Task -> Go through the entries, filter for the word "state", and copy every line that has it.

Records supplied ->
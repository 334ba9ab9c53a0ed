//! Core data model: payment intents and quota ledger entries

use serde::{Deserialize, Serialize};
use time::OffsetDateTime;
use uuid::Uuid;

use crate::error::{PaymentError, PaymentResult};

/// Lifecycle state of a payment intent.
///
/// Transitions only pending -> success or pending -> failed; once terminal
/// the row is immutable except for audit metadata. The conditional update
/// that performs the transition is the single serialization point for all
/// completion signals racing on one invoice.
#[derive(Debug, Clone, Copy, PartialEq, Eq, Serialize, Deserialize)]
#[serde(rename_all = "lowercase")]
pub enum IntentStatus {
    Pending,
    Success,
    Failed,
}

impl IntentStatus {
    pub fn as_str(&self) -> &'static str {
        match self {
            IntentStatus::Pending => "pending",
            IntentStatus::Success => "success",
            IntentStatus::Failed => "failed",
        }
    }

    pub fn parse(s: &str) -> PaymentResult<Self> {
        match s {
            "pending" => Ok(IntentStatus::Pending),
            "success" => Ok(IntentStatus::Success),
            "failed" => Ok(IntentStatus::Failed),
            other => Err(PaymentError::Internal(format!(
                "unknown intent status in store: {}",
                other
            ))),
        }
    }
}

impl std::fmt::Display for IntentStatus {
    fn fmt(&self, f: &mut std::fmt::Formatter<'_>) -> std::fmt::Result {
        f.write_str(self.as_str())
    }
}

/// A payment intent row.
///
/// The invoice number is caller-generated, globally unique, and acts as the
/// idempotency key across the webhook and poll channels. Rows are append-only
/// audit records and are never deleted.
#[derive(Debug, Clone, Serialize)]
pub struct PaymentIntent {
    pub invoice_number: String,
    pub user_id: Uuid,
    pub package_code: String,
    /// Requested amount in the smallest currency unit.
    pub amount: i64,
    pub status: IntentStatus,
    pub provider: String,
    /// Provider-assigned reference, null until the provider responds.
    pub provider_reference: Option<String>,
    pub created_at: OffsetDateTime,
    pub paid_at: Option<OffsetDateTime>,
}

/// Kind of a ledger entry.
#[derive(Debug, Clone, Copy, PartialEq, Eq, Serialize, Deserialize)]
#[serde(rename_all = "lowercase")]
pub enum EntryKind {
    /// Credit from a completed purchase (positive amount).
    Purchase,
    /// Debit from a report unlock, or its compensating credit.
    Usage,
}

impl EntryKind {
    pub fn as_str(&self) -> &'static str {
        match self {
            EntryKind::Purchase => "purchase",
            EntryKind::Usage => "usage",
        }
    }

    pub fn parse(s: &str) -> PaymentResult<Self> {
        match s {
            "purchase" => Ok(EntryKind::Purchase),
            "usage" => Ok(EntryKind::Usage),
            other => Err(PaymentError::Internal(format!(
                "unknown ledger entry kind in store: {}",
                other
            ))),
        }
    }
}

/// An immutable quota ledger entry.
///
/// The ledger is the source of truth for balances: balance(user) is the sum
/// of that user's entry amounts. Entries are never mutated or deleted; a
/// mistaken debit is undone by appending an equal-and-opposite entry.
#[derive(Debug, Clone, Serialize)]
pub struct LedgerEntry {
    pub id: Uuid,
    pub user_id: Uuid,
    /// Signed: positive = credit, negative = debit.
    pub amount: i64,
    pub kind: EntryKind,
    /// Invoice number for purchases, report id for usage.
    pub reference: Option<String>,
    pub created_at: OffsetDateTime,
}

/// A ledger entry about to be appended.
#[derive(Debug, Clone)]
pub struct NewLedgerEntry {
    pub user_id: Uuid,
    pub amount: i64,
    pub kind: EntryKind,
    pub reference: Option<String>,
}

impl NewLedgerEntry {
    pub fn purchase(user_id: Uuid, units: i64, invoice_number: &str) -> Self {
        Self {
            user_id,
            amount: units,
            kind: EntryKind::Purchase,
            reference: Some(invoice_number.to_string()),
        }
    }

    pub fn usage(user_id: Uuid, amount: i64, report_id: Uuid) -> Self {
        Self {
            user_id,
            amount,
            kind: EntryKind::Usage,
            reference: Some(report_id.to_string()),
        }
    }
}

...

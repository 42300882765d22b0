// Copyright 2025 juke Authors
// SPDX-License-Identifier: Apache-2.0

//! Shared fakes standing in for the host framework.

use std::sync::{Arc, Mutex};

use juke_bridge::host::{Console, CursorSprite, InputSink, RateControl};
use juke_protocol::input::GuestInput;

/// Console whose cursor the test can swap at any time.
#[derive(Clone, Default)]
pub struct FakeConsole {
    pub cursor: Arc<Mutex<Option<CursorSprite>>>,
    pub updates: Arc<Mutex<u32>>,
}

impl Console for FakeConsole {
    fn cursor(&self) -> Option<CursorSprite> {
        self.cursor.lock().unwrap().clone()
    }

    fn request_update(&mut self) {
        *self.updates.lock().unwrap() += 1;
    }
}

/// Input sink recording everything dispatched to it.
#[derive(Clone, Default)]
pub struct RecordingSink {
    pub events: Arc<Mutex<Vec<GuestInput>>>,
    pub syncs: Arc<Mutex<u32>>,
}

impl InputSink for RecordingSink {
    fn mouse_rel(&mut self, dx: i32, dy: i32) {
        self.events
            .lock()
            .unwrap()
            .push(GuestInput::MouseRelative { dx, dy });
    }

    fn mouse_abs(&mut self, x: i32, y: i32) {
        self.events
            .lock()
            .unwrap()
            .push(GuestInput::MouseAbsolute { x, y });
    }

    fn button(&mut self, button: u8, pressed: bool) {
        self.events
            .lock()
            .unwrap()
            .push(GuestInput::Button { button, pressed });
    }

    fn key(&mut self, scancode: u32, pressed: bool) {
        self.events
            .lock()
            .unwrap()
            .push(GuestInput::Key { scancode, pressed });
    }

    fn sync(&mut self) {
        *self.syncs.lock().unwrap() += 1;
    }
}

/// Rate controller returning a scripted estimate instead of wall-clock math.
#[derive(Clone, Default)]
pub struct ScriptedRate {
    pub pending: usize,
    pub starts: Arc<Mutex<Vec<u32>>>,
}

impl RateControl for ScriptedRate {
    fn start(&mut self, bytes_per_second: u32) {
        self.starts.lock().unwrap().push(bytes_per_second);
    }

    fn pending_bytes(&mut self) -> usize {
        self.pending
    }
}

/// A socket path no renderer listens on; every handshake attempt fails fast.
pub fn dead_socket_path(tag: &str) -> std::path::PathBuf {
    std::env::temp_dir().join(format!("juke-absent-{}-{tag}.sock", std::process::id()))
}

--

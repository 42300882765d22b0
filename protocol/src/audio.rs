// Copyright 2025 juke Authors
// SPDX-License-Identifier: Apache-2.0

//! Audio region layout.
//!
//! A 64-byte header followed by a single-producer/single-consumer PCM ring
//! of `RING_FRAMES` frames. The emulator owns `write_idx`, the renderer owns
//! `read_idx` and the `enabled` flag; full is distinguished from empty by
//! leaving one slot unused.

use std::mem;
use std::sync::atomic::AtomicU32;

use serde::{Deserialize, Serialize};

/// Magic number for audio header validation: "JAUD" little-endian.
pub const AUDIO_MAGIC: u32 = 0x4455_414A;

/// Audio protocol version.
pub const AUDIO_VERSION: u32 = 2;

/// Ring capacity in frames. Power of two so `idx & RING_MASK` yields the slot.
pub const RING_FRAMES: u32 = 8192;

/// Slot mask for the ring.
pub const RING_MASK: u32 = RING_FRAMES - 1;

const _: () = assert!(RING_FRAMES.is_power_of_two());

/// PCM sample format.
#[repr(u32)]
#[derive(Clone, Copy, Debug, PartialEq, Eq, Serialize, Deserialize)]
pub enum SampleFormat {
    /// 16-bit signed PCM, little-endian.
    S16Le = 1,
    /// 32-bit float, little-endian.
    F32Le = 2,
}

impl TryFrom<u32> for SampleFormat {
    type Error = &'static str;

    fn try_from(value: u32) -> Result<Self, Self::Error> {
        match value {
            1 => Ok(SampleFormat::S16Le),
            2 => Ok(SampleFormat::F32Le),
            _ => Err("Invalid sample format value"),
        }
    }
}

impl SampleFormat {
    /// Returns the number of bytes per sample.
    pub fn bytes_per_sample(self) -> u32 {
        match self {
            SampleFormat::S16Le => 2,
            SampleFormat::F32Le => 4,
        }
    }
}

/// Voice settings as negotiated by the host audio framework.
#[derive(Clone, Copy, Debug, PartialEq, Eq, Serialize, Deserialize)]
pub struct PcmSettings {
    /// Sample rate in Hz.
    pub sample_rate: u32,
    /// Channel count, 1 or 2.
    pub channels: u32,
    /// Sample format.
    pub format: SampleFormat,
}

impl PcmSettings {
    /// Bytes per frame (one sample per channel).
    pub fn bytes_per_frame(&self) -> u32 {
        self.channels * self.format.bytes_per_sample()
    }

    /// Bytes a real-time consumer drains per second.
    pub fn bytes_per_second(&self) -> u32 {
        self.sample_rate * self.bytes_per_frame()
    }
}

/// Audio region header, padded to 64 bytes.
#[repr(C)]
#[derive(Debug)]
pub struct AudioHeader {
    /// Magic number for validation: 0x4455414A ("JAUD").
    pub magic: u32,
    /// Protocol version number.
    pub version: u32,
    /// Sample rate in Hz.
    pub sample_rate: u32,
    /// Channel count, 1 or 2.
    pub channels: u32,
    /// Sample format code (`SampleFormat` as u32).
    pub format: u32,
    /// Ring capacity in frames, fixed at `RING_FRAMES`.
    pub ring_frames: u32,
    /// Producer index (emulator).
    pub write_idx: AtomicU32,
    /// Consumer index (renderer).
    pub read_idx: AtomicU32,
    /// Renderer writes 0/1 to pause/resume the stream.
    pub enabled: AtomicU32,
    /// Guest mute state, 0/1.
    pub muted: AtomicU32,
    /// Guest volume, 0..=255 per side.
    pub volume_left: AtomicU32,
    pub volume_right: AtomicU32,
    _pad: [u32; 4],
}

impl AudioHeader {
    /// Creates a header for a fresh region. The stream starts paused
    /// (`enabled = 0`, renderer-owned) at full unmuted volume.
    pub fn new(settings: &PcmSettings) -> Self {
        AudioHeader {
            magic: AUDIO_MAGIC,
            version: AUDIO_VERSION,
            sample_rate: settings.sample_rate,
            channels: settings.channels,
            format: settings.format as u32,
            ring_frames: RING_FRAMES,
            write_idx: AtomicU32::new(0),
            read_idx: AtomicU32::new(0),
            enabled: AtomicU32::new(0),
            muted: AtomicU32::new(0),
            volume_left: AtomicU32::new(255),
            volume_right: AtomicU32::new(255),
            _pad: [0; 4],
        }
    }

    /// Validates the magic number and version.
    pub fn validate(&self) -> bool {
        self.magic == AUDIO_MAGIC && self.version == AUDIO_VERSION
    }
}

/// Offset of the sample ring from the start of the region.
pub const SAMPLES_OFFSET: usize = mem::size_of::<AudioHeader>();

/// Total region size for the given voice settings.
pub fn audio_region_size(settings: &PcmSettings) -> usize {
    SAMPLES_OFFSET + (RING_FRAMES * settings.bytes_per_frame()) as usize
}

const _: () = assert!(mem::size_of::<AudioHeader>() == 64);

Response area ->
/// Lifecycle state of a payment intent.
    /// Guest mute state, 0/1.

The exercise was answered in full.